World Series of Poker
- Bracelet: 2
- Final tables: 15
- Money finishes: 112
- Highest WSOP Main Event finish: 39th, 2018

World Poker Tour
- Title: None
- Final table: 4
- Money finishes: 19

European Poker Tour
- Title: None
- Final table: None
- Money finishes: 6

= Shannon Shorr =

American poker player (born 1985)

Shannon Shorr (born June 7, 1985) is an American professional poker player from Birmingham, Alabama. Shorr was a baseball player at Shades Valley High School.

Shorr is notable for his success in poker tournaments, much of which occurred before his 21st birthday. Because 21 is the minimum legal age for gambling in almost all jurisdictions in the United States, Shorr was forced to go abroad to compete, where he cashed in several tournaments. He scored his first major payday with a fourth-place finish at the 2006 Aussie Millions tournament in Melbourne, Australia, where he won more than $200,000. During much of this time, Shorr was a civil engineering student at the University of Alabama.

== Poker ==

In December 2013, Shorr was honored at #7 on GPI's "Poker Player of the Decade" list.
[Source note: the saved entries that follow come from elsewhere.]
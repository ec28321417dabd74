//! ==============================================================================
//! main.rs - grow node entry point
//! ==============================================================================
//!
//! purpose:
//!     samples a soil moisture probe and a DHT22 on recurring timers and
//!     republishes the readings as named variables over a small JSON api,
//!     alongside a motor-control command.
//!
//! responsibilities:
//!     - load node.toml and initialise logging
//!     - pick the hardware provider (rppal on a pi, MockHal elsewhere)
//!     - build the sensor devices and arm one manager per sensor category
//!     - serve the api until ctrl-c, then stop the managers
//!
//! relationships:
//!     - uses: config.rs, hal.rs / gpio.rs, sensors/*, manager.rs, store.rs, motor.rs
//!
//! architecture:
//!
//!     ┌─────────────────────────────────────────────────────────────┐
//!     │                    rust host (this file)                     │
//!     │  ┌───────────────┐  ┌───────────────┐  ┌────────────────┐   │
//!     │  │ moisture mgr  │  │ climate mgr   │  │ web server     │   │
//!     │  │ (5s timer)    │  │ (5min timer)  │  │ (port 3000)    │   │
//!     │  └───────┬───────┘  └───────┬───────┘  └───────┬────────┘   │
//!     │          │ write            │ write            │ read       │
//!     │          └──────────┬───────┘                  │            │
//!     │               ┌─────┴──────────────────────────┴─┐          │
//!     │               │   PublishedVariableStore         │          │
//!     │               └──────────────────────────────────┘          │
//!     └─────────────────────────────────────────────────────────────┘
//!
//! ==============================================================================

mod config;
mod domain;
mod error;
#[cfg(feature = "hardware")]
mod gpio;
mod hal;
mod manager;
mod motor;
mod sensors;
mod store;

use anyhow::{Context, Result};
use axum::{
    extract::{Path, Query, State},
    http::StatusCode,
    response::{IntoResponse, Json, Response},
    routing::{get, post},
    Router,
};
use domain::{PublishedVariable, Quantity};
use hal::HardwareProvider;
use manager::{DiagnosticsHandle, FailurePolicy, ManagerConfig, ManagerDiagnostics, SensorManager};
use motor::{MotorController, MOTOR_CONTROL_FN};
use sensors::{Dht22Sensor, SensorDevice, SoilMoistureSensor};
use serde::Deserialize;
use std::sync::{Arc, Mutex};
use store::{PublishedVariableStore, VariableView};
use tower_http::cors::CorsLayer;
use tracing_subscriber::EnvFilter;

// ==============================================================================
// shared state
// ==============================================================================
// the managers write into the store on their own timers; the web server only
// ever reads it. the motor is the one thing the api mutates.

#[derive(Clone)]
struct AppState {
    store: Arc<PublishedVariableStore>,
    motor: Arc<Mutex<MotorController>>,
    diagnostics: Vec<DiagnosticsHandle>,
}

// ==============================================================================
// main entry point
// ==============================================================================

#[tokio::main]
async fn main() -> Result<()> {
    // step 1: load configuration, then logging (its level lives in the config)
    let (config, source) = config::NodeConfig::load_or_default()?;
    init_tracing(&config.logging.level);

    tracing::info!("grow-node v{}", env!("CARGO_PKG_VERSION"));
    match &source {
        Some(path) => tracing::info!("[CONFIG] Loaded from {}", path.display()),
        None => tracing::warn!("[CONFIG] No config file found - using defaults"),
    }
    config.print_summary();

    // step 2: hardware and published state
    let hal = build_hal()?;
    let store = PublishedVariableStore::new();
    let policy = FailurePolicy {
        disable_after: config.failures.disable_after,
    };

    // step 3: one manager per sensor category
    let probe = SoilMoistureSensor::new(
        config.pins.soil_signal(),
        config.pins.soil_power(),
        config.moisture.thresholds(),
        config.moisture.adc_max,
        config.moisture.settle(),
        hal.clone(),
    )
    .context("failed to set up soil moisture probe")?;

    let moisture = SensorManager::start(
        ManagerConfig {
            name: "moisture".into(),
            period: config.polling.moisture_period(),
            failure_policy: policy,
            calibration: config.moisture.calibration(),
            show_sensor_data: config.logging.show_sensor_data,
        },
        vec![Box::new(probe) as Box<dyn SensorDevice>],
        vec![(
            Quantity::SoilMoisture,
            store.claim_writer(PublishedVariable::MoisturePercentage)?,
        )],
    )?;

    let climate = SensorManager::start(
        ManagerConfig {
            name: "climate".into(),
            period: config.polling.climate_period(),
            failure_policy: policy,
            calibration: config.moisture.calibration(),
            show_sensor_data: config.logging.show_sensor_data,
        },
        vec![Box::new(Dht22Sensor::new(config.pins.dht(), hal.clone())) as Box<dyn SensorDevice>],
        vec![
            (
                Quantity::Temperature,
                store.claim_writer(PublishedVariable::TemperatureFahrenheit)?,
            ),
            (
                Quantity::Humidity,
                store.claim_writer(PublishedVariable::HumidityPercentage)?,
            ),
        ],
    )?;

    // step 4: actuator
    let motor = MotorController::new(
        config.pins.motor(),
        config.motor.kind,
        config.motor.max_speed,
        Some(config.pins.status_led()),
        hal.clone(),
    )
    .context("failed to set up motor")?;

    let state = AppState {
        store,
        motor: Arc::new(Mutex::new(motor)),
        diagnostics: vec![moisture.diagnostics(), climate.diagnostics()],
    };

    // step 5: serve until ctrl-c
    let listener = tokio::net::TcpListener::bind(&config.server.bind)
        .await
        .with_context(|| format!("failed to bind {}", config.server.bind))?;
    tracing::info!("API live at http://{}", config.server.bind);

    axum::serve(listener, router(state))
        .with_graceful_shutdown(shutdown_signal())
        .await?;

    // timers are cancelled before the devices go, so the probe ends unpowered
    tracing::info!("shutting down");
    for manager in [moisture, climate] {
        tracing::info!("[{}] {} polls this run", manager.name(), manager.executions());
        manager.shutdown().await;
    }
    Ok(())
}

fn init_tracing(level: &str) {
    let filter = EnvFilter::try_from_default_env().unwrap_or_else(|_| EnvFilter::new(level));
    tracing_subscriber::fmt().with_env_filter(filter).init();
}

#[cfg(feature = "hardware")]
fn build_hal() -> Result<Arc<dyn HardwareProvider>> {
    Ok(Arc::new(gpio::RpiHal::new()?))
}

#[cfg(not(feature = "hardware"))]
fn build_hal() -> Result<Arc<dyn HardwareProvider>> {
    Ok(Arc::new(hal::MockHal::new()))
}

async fn shutdown_signal() {
    if let Err(e) = tokio::signal::ctrl_c().await {
        tracing::error!("failed to listen for ctrl-c: {}", e);
        std::future::pending::<()>().await;
    }
}

// ==============================================================================
// web server
// ==============================================================================

fn router(state: AppState) -> Router {
    Router::new()
        .route("/api/variables", get(variables_handler))
        .route("/api/variables/:name", get(variable_handler))
        .route(&format!("/api/{}", MOTOR_CONTROL_FN), post(motor_handler))
        .route("/api/diagnostics", get(diagnostics_handler))
        .layer(CorsLayer::permissive())
        .with_state(state)
}

/// all published variables
async fn variables_handler(State(state): State<AppState>) -> Json<Vec<VariableView>> {
    Json(state.store.snapshot())
}

/// one published variable by its external name
async fn variable_handler(
    State(state): State<AppState>,
    Path(name): Path<String>,
) -> Response {
    match name.parse::<PublishedVariable>() {
        Ok(variable) => Json(state.store.view(variable)).into_response(),
        Err(()) => (
            StatusCode::NOT_FOUND,
            Json(serde_json::json!({"error": "unknown variable", "name": name})),
        )
            .into_response(),
    }
}

#[derive(Deserialize)]
struct MotorParams {
    arg: String,
}

/// motor control endpoint
/// POST /api/motorControl?arg=increase|decrease|reset|stop
async fn motor_handler(
    State(state): State<AppState>,
    Query(params): Query<MotorParams>,
) -> Json<serde_json::Value> {
    let motor = state.motor.clone();
    let outcome = tokio::task::spawn_blocking(move || {
        let mut motor = motor.lock().unwrap_or_else(|e| e.into_inner());
        let outcome = motor.handle(&params.arg);
        tracing::debug!("{}({}) -> {:?}, speed {}", MOTOR_CONTROL_FN, params.arg, outcome, motor.speed());
        outcome
    })
    .await
    .unwrap_or(motor::CommandOutcome::Failure);

    Json(serde_json::json!({"return_value": outcome as i32}))
}

async fn diagnostics_handler(State(state): State<AppState>) -> Json<Vec<ManagerDiagnostics>> {
    Json(state.diagnostics.iter().map(|d| d.snapshot()).collect())
}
Shorr has amassed multiple tournament cashes worldwide each year, including 70 World Series of Poker cashes, of which ten were final tables. He has made four World Poker Tour final tables.

Shorr withdrew from The University of Alabama to play poker professionally in 2006 but returned for the fall semester of 2008. He graduated in 2010.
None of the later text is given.